▶ Extracted entries:
*****

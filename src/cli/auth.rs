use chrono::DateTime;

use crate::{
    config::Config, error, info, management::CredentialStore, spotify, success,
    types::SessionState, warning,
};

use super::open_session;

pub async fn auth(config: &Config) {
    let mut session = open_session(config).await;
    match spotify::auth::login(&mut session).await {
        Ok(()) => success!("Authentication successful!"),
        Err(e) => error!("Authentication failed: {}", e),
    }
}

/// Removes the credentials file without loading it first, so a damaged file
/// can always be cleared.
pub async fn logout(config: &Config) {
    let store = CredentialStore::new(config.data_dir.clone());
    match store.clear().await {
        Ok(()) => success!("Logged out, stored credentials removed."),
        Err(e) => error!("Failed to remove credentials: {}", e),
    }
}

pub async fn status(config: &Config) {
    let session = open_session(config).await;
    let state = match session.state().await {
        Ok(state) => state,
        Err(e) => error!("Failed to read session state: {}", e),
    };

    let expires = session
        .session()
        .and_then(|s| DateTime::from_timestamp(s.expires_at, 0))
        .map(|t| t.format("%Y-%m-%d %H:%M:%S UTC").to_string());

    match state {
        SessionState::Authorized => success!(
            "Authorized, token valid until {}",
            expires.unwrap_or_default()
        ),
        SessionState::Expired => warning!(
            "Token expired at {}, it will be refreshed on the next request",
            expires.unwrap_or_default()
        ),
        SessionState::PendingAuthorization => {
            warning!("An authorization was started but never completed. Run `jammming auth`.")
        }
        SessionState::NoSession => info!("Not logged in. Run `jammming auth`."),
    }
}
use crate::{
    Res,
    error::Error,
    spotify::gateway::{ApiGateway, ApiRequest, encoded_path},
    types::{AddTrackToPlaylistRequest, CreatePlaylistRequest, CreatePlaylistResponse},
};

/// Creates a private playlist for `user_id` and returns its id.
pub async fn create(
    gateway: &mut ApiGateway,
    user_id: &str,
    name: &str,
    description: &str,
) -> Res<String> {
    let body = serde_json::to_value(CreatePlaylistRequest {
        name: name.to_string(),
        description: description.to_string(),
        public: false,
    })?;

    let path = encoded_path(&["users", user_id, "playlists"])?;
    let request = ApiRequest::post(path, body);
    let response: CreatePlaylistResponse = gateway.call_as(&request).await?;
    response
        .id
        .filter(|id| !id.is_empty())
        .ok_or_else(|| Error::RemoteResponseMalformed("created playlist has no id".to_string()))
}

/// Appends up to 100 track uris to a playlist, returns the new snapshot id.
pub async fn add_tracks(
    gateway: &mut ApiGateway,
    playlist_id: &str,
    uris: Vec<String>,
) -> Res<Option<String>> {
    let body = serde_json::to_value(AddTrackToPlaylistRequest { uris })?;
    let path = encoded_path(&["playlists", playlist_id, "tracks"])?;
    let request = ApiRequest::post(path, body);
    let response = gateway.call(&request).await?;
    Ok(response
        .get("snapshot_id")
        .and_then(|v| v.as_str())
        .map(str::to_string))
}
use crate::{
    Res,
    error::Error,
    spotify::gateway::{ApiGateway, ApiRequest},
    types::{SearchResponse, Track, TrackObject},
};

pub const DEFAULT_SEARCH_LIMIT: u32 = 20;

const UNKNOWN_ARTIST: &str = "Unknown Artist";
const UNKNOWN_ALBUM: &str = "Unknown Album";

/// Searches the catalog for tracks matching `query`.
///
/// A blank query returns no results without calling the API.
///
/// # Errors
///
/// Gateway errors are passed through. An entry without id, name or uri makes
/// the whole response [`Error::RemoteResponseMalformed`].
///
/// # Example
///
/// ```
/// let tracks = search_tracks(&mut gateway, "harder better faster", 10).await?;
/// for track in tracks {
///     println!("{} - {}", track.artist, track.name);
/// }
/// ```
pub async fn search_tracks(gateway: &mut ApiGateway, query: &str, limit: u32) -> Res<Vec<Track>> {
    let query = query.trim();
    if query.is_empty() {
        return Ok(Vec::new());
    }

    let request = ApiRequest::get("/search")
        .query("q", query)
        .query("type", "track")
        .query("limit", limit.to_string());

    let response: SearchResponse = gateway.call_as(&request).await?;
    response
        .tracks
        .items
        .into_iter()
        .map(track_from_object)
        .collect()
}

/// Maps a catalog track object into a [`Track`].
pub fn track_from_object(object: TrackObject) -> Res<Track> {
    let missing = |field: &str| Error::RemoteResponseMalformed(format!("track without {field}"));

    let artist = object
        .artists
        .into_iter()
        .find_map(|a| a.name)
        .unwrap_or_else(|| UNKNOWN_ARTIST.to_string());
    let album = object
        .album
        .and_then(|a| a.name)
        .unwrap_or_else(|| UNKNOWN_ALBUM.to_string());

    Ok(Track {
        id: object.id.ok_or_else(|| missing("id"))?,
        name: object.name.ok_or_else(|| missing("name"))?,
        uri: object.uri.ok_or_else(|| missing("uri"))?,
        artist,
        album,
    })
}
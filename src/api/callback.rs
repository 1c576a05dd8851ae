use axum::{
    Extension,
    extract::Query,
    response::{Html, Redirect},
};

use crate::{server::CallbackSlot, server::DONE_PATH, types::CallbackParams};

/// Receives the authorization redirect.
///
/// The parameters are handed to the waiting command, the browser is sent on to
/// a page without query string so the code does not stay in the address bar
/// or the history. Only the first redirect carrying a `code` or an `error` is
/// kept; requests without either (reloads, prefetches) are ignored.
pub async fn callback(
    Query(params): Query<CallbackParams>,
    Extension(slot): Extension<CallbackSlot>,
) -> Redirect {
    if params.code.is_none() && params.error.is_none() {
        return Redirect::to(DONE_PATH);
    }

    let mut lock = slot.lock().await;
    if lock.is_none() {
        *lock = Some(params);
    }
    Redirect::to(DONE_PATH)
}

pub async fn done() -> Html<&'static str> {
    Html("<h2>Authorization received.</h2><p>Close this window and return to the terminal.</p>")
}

*****

▶ What is expected: Everything from the line with "let album = object" to the last line of the entries is to be written out exactly; omit all earlier lines.

▶ Response area:
    let album = object
        .album
        .and_then(|a| a.name)
        .unwrap_or_else(|| UNKNOWN_ALBUM.to_string());

    Ok(Track {
        id: object.id.ok_or_else(|| missing("id"))?,
        name: object.name.ok_or_else(|| missing("name"))?,
        uri: object.uri.ok_or_else(|| missing("uri"))?,
        artist,
        album,
    })
}
filename src/api/callback.rs
repository 1c576a05dd8851ae
use axum::{
    Extension,
    extract::Query,
    response::{Html, Redirect},
};

use crate::{server::CallbackSlot, server::DONE_PATH, types::CallbackParams};

/// Receives the authorization redirect.
///
/// The parameters are handed to the waiting command, the browser is sent on to
/// a page without query string so the code does not stay in the address bar
/// or the history. Only the first redirect carrying a `code` or an `error` is
/// kept; requests without either (reloads, prefetches) are ignored.
pub async fn callback(
    Query(params): Query<CallbackParams>,
    Extension(slot): Extension<CallbackSlot>,
) -> Redirect {
    if params.code.is_none() && params.error.is_none() {
        return Redirect::to(DONE_PATH);
    }

    let mut lock = slot.lock().await;
    if lock.is_none() {
        *lock = Some(params);
    }
    Redirect::to(DONE_PATH)
}

pub async fn done() -> Html<&'static str> {
    Html("<h2>Authorization received.</h2><p>Close this window and return to the terminal.</p>")
}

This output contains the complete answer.